### The problem
Below is a block of entries; repeat exactly the lines starting at the line that contains "assert_eq!(rows.len(), 1);" and ending at the line that contains "async fn test_pending_booking_holds_seat_for_fifteen_minutes()", both included.

Collected data entries:
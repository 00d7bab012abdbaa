//! Checkout and payment settlement against a real database.
//!
//! Needs `DATABASE_URL`; each test seeds its own cabin and seat so the suite
//! can share one database.

mod common;

use axum::{
    body::Body,
    http::{header::AUTHORIZATION, header::CONTENT_TYPE, Request, StatusCode},
};
use chrono::Months;
use rust_decimal::Decimal;
use rust_decimal_macros::dec;
use serde_json::json;
use uuid::Uuid;

use inhalestays_api::{
    auth::{AuthUser, Role},
    bookings::{self, PaymentOutcome, ZERO_AMOUNT_PAYMENT_ID},
    build_router, db,
    error::AppError,
    pricing::{queries as pricing_queries, services},
    routes::vendors::approve_partner,
};

use common::{
    bearer, booking_status, database, order_id, seed_seat, send, sign, state, today, webhook,
    SeededBooking, WEBHOOK_SECRET,
};

fn student() -> AuthUser {
    AuthUser {
        user_id: Uuid::new_v4(),
        email: None,
        role: Role::Student,
    }
}

fn captured(order_id: &str, payment_id: &str, amount: i64) -> Vec<u8> {
    serde_json::to_vec(&json!({
        "event": "payment.captured",
        "payload": {
            "payment": {
                "entity": {
                    "id": payment_id,
                    "amount": amount,
                    "currency": "INR",
                    "status": "captured",
                    "order_id": order_id
                }
            }
        }
    }))
    .unwrap()
}

#[tokio::test]
async fn test_zero_amount_checkout_settles_immediately() {
    let Some(pool) = database().await else { return };
    let seat = seed_seat(&pool, None, dec!(0)).await;
    let state = state(pool.clone());

    let checkout = bookings::create_booking(&state, &student(), seat.seat_id, 1, None)
        .await
        .unwrap();

    assert!(checkout.order.is_none());
    let receipt = checkout.receipt.unwrap();
    assert_eq!(receipt.receipt.razorpay_payment_id, ZERO_AMOUNT_PAYMENT_ID);
    assert_eq!(checkout.booking.status, "completed");
    assert_eq!(booking_status(&pool, checkout.booking.id).await, "completed");
}

#[tokio::test]
async fn test_gateway_failure_marks_booking_failed() {
    let Some(pool) = database().await else { return };
    let seat = seed_seat(&pool, None, dec!(1000)).await;
    let state = state(pool.clone());
    let user = student();

    // The configured gateway address refuses connections
    assert!(bookings::create_booking(&state, &user, seat.seat_id, 1, None).await.is_err());

    let rows = db::get_user_bookings(&pool, user.user_id, 10, 0).await.unwrap();
    assert_eq!(rows.len(), 1);
    assert_eq!(rows[0].status, "failed");

    // A failed booking does not hold the seat
    let mut tx = pool.begin().await.unwrap();
    services::ensure_seat_available(&mut tx, seat.seat_id, rows[0].start_date, rows[0].end_date)
        .await
        .unwrap();
}

#[tokio::test]
async fn test_pending_booking_holds_seat_for_fifteen_minutes() {
    let Some(pool) = database().await else { return };
    let seat = seed_seat(&pool, None, dec!(0)).await;
    let state = state(pool.clone());

    let held = SeededBooking::pending(Uuid::new_v4()).insert(&pool, &seat).await;

    let err = bookings::create_booking(&state, &student(), seat.seat_id, 1, None)
        .await
        .unwrap_err();
    assert!(matches!(err, AppError::Conflict(_)));

    sqlx::query("UPDATE bookings SET created_at = now() - interval '16 minutes' WHERE id = $1")
        .bind(held)
        .execute(&pool)
        .await
        .unwrap();

    let checkout = bookings::create_booking(&state, &student(), seat.seat_id, 1, None)
        .await
        .unwrap();
    assert_eq!(checkout.booking.status, "completed");
}

#[tokio::test]
async fn test_callback_and_webhook_share_one_receipt() {
    let Some(pool) = database().await else { return };
    let seat = seed_seat(&pool, None, dec!(2500)).await;
    let state = state(pool.clone());
    let user_id = Uuid::new_v4();
    let order = order_id();

    let booking = SeededBooking {
        order_id: Some(order.clone()),
        ..SeededBooking::pending(user_id)
    }
    .insert(&pool, &seat)
    .await;

    let first = bookings::complete_payment(&state, &order, "pay_cb", Some(user_id), None)
        .await
        .unwrap();
    let PaymentOutcome::Confirmed(first) = first else {
        panic!("callback did not confirm the booking");
    };

    let body = captured(&order, "pay_cb", 295000);
    let signature = sign(WEBHOOK_SECRET, &body);
    let app = build_router(state.clone());
    let (status, _) = send(app, webhook(&body, Some(&signature))).await;
    assert_eq!(status, StatusCode::OK);

    let receipt = db::get_receipt_for_booking(&pool, booking).await.unwrap().unwrap();
    assert_eq!(receipt.receipt_number, first.receipt.receipt_number);
    assert_eq!(booking_status(&pool, booking).await, "completed");
}

#[tokio::test]
async fn test_payment_after_seat_taken_is_flagged_for_refund() {
    let Some(pool) = database().await else { return };
    let seat = seed_seat(&pool, None, dec!(2500)).await;
    let state = state(pool.clone());
    let order = order_id();

    let lapsed = SeededBooking {
        order_id: Some(order.clone()),
        age_minutes: 20,
        ..SeededBooking::pending(Uuid::new_v4())
    }
    .insert(&pool, &seat)
    .await;
    SeededBooking {
        status: "completed",
        ..SeededBooking::pending(Uuid::new_v4())
    }
    .insert(&pool, &seat)
    .await;

    let outcome = bookings::complete_payment(&state, &order, "pay_late", None, Some(295000))
        .await
        .unwrap();
    assert!(matches!(outcome, PaymentOutcome::RefundDue { ref booking } if booking.id == lapsed));
    assert_eq!(booking_status(&pool, lapsed).await, "refund_due");
    assert!(db::get_receipt_for_booking(&pool, lapsed).await.unwrap().is_none());

    // The webhook retry sees the same outcome instead of an error
    let again = bookings::complete_payment(&state, &order, "pay_late", None, Some(295000))
        .await
        .unwrap();
    assert!(matches!(again, PaymentOutcome::RefundDue { .. }));

    let refunds = db::get_refund_due_bookings(&pool).await.unwrap();
    assert!(refunds.iter().any(|b| b.id == lapsed));
}

#[tokio::test]
async fn test_late_payment_completes_when_seat_still_free() {
    let Some(pool) = database().await else { return };
    let seat = seed_seat(&pool, None, dec!(2500)).await;
    let state = state(pool.clone());
    let order = order_id();

    let booking = SeededBooking {
        order_id: Some(order.clone()),
        age_minutes: 45,
        ..SeededBooking::pending(Uuid::new_v4())
    }
    .insert(&pool, &seat)
    .await;

    let outcome = bookings::complete_payment(&state, &order, "pay_slow", None, None)
        .await
        .unwrap();
    assert!(matches!(outcome, PaymentOutcome::Confirmed(_)));
    assert_eq!(booking_status(&pool, booking).await, "completed");
}

#[tokio::test]
async fn test_capture_after_failure_completes_booking() {
    let Some(pool) = database().await else { return };
    let seat = seed_seat(&pool, None, dec!(2500)).await;
    let state = state(pool.clone());
    let order = order_id();

    let booking = SeededBooking {
        order_id: Some(order.clone()),
        ..SeededBooking::pending(Uuid::new_v4())
    }
    .insert(&pool, &seat)
    .await;

    let failed = json!({
        "event": "payment.failed",
        "payload": { "payment": { "entity": {
            "id": "pay_first", "amount": 295000, "status": "failed",
            "order_id": order, "error_description": "Card declined"
        } } }
    });
    let body = serde_json::to_vec(&failed).unwrap();
    let signature = sign(WEBHOOK_SECRET, &body);
    let (status, _) = send(build_router(state.clone()), webhook(&body, Some(&signature))).await;
    assert_eq!(status, StatusCode::OK);
    assert_eq!(booking_status(&pool, booking).await, "failed");

    let body = captured(&order, "pay_retry", 295000);
    let signature = sign(WEBHOOK_SECRET, &body);
    let (status, _) = send(build_router(state.clone()), webhook(&body, Some(&signature))).await;
    assert_eq!(status, StatusCode::OK);
    assert_eq!(booking_status(&pool, booking).await, "completed");
}

#[tokio::test]
async fn test_captured_amount_mismatch_is_flagged_for_refund() {
    let Some(pool) = database().await else { return };
    let seat = seed_seat(&pool, None, dec!(2500)).await;
    let state = state(pool.clone());
    let order = order_id();

    let booking = SeededBooking {
        order_id: Some(order.clone()),
        ..SeededBooking::pending(Uuid::new_v4())
    }
    .insert(&pool, &seat)
    .await;

    let body = captured(&order, "pay_short", 100);
    let signature = sign(WEBHOOK_SECRET, &body);
    let (status, _) = send(build_router(state), webhook(&body, Some(&signature))).await;
    assert_eq!(status, StatusCode::OK);
    assert_eq!(booking_status(&pool, booking).await, "refund_due");
}

#[tokio::test]
async fn test_renewal_settles_only_dues_quoted_at_checkout() {
    let Some(pool) = database().await else { return };
    let seat = seed_seat(&pool, None, dec!(2500)).await;
    let state = state(pool.clone());
    let user_id = Uuid::new_v4();

    let current = SeededBooking {
        status: "completed",
        ..SeededBooking::pending(user_id)
    }
    .insert(&pool, &seat)
    .await;

    let insert_due = |amount: Decimal| {
        let pool = pool.clone();
        async move {
            sqlx::query_scalar::<_, Uuid>(
                "INSERT INTO dues (user_id, booking_id, due_amount) VALUES ($1, $2, $3) RETURNING id",
            )
            .bind(user_id)
            .bind(current)
            .bind(amount)
            .fetch_one(&pool)
            .await
            .unwrap()
        }
    };

    let quoted = insert_due(dec!(500)).await;
    let order = order_id();
    SeededBooking {
        start: today().checked_add_months(Months::new(1)).unwrap(),
        total: dec!(3450),
        order_id: Some(order.clone()),
        settled_due_ids: vec![quoted],
        renewed_from: Some(current),
        ..SeededBooking::pending(user_id)
    }
    .insert(&pool, &seat)
    .await;
    let later = insert_due(dec!(200)).await;

    bookings::complete_payment(&state, &order, "pay_renew", Some(user_id), Some(345000))
        .await
        .unwrap();

    let open = pricing_queries::find_open_dues_for_booking(&pool, current).await.unwrap();
    let open_ids: Vec<Uuid> = open.iter().map(|d| d.id).collect();
    assert_eq!(open_ids, vec![later]);
}

#[tokio::test]
async fn test_lapsed_booking_renews_from_today() {
    let Some(pool) = database().await else { return };
    let seat = seed_seat(&pool, None, dec!(0)).await;
    let state = state(pool.clone());
    let user = student();

    let lapsed_start = today().checked_sub_months(Months::new(3)).unwrap();
    let current = SeededBooking {
        status: "completed",
        start: lapsed_start,
        ..SeededBooking::pending(user.user_id)
    }
    .insert(&pool, &seat)
    .await;

    let checkout = bookings::renew_booking(&state, &user, current, 1, None).await.unwrap();
    assert_eq!(checkout.booking.start_date, today());
    assert_eq!(checkout.booking.status, "completed");
}

#[tokio::test]
async fn test_coupon_usage_never_passes_its_limit() {
    let Some(pool) = database().await else { return };
    let code = format!("FULL{}", Uuid::new_v4().simple());
    let coupon_id: Uuid = sqlx::query_scalar(
        r#"
        INSERT INTO coupons (code, discount_type, value, usage_limit, usage_count)
        VALUES ($1, 'fixed', 100, 2, 1)
        RETURNING id
        "#,
    )
    .bind(&code)
    .fetch_one(&pool)
    .await
    .unwrap();

    // A live checkout holding the coupon takes the last use
    let seat = seed_seat(&pool, None, dec!(2500)).await;
    sqlx::query(
        r#"
        INSERT INTO bookings (user_id, cabin_id, seat_id, start_date, end_date, months, total_price, coupon_id)
        VALUES ($1, $2, $3, CURRENT_DATE, CURRENT_DATE + 30, 1, 2850, $4)
        "#,
    )
    .bind(Uuid::new_v4())
    .bind(seat.cabin_id)
    .bind(seat.seat_id)
    .bind(coupon_id)
    .execute(&pool)
    .await
    .unwrap();

    let coupon = pricing_queries::find_coupon_by_code(&pool, &code).await.unwrap().unwrap();
    let mut tx = pool.begin().await.unwrap();
    let err = services::reserve_coupon(&mut tx, &coupon).await.unwrap_err();
    assert!(matches!(err, AppError::Validation(msg) if msg.contains("usage limit")));
    tx.rollback().await.unwrap();

    assert!(pricing_queries::increment_coupon_usage(&pool, coupon_id).await.unwrap());
    assert!(!pricing_queries::increment_coupon_usage(&pool, coupon_id).await.unwrap());

    let count: i32 = sqlx::query_scalar("SELECT usage_count FROM coupons WHERE id = $1")
        .bind(coupon_id)
        .fetch_one(&pool)
        .await
        .unwrap();
    assert_eq!(count, 2);
}

async fn seed_partner(pool: &sqlx::PgPool, owner: Uuid, status: &str) -> Uuid {
    sqlx::query_scalar(
        r#"
        INSERT INTO partners (user_id, business_name, contact_email, phone, address, status)
        VALUES ($1, 'Quiet Corner Library', 'owner@quietcorner.in', '+91 98765 43210', 'Pune', $2)
        RETURNING id
        "#,
    )
    .bind(owner)
    .bind(status)
    .fetch_one(pool)
    .await
    .unwrap()
}

async fn role_of(pool: &sqlx::PgPool, user_id: Uuid) -> Option<String> {
    db::get_user_role(pool, user_id).await.unwrap()
}

#[tokio::test]
async fn test_approval_grants_vendor_role_together() {
    let Some(pool) = database().await else { return };
    let owner = Uuid::new_v4();
    let partner_id = seed_partner(&pool, owner, "pending").await;

    let partner = approve_partner(&pool, partner_id).await.unwrap();
    assert_eq!(partner.status, "approved");
    assert_eq!(role_of(&pool, owner).await.as_deref(), Some("vendor"));

    let err = approve_partner(&pool, partner_id).await.unwrap_err();
    assert!(matches!(err, AppError::Conflict(_)));
}

#[tokio::test]
async fn test_rejected_partner_gets_no_vendor_role() {
    let Some(pool) = database().await else { return };
    let owner = Uuid::new_v4();
    let partner_id = seed_partner(&pool, owner, "rejected").await;

    assert!(matches!(
        approve_partner(&pool, partner_id).await,
        Err(AppError::Conflict(_))
    ));
    assert_eq!(role_of(&pool, owner).await, None);
}

fn patch_seat(seat_id: Uuid, user_id: Uuid) -> Request<Body> {
    Request::builder()
        .method("PATCH")
        .uri(format!("/api/v1/seats/{}", seat_id))
        .header(AUTHORIZATION, bearer(user_id))
        .header(CONTENT_TYPE, "application/json")
        .body(Body::from(json!({ "price": "1800" }).to_string()))
        .unwrap()
}

#[tokio::test]
async fn test_vendor_employee_manages_partner_seats() {
    let Some(pool) = database().await else { return };
    let partner_id = seed_partner(&pool, Uuid::new_v4(), "approved").await;
    let seat = seed_seat(&pool, Some(partner_id), dec!(2500)).await;

    let employee = Uuid::new_v4();
    let outsider = Uuid::new_v4();
    for user_id in [employee, outsider] {
        sqlx::query("INSERT INTO user_roles (user_id, role) VALUES ($1, 'vendor_employee')")
            .bind(user_id)
            .execute(&pool)
            .await
            .unwrap();
    }
    sqlx::query("INSERT INTO partner_employees (partner_id, user_id) VALUES ($1, $2)")
        .bind(partner_id)
        .bind(employee)
        .execute(&pool)
        .await
        .unwrap();

    let app = build_router(state(pool.clone()));
    let (status, body) = send(app.clone(), patch_seat(seat.seat_id, employee)).await;
    assert_eq!(status, StatusCode::OK);
    assert_eq!(body["data"]["price"], "1800");

    let (status, _) = send(app, patch_seat(seat.seat_id, outsider)).await;
    assert_eq!(status, StatusCode::FORBIDDEN);
}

### The answer
    assert_eq!(rows.len(), 1);
    assert_eq!(rows[0].status, "failed");

    // A failed booking does not hold the seat
    let mut tx = pool.begin().await.unwrap();
    services::ensure_seat_available(&mut tx, seat.seat_id, rows[0].start_date, rows[0].end_date)
        .await
        .unwrap();
}

#[tokio::test]
async fn test_pending_booking_holds_seat_for_fifteen_minutes() {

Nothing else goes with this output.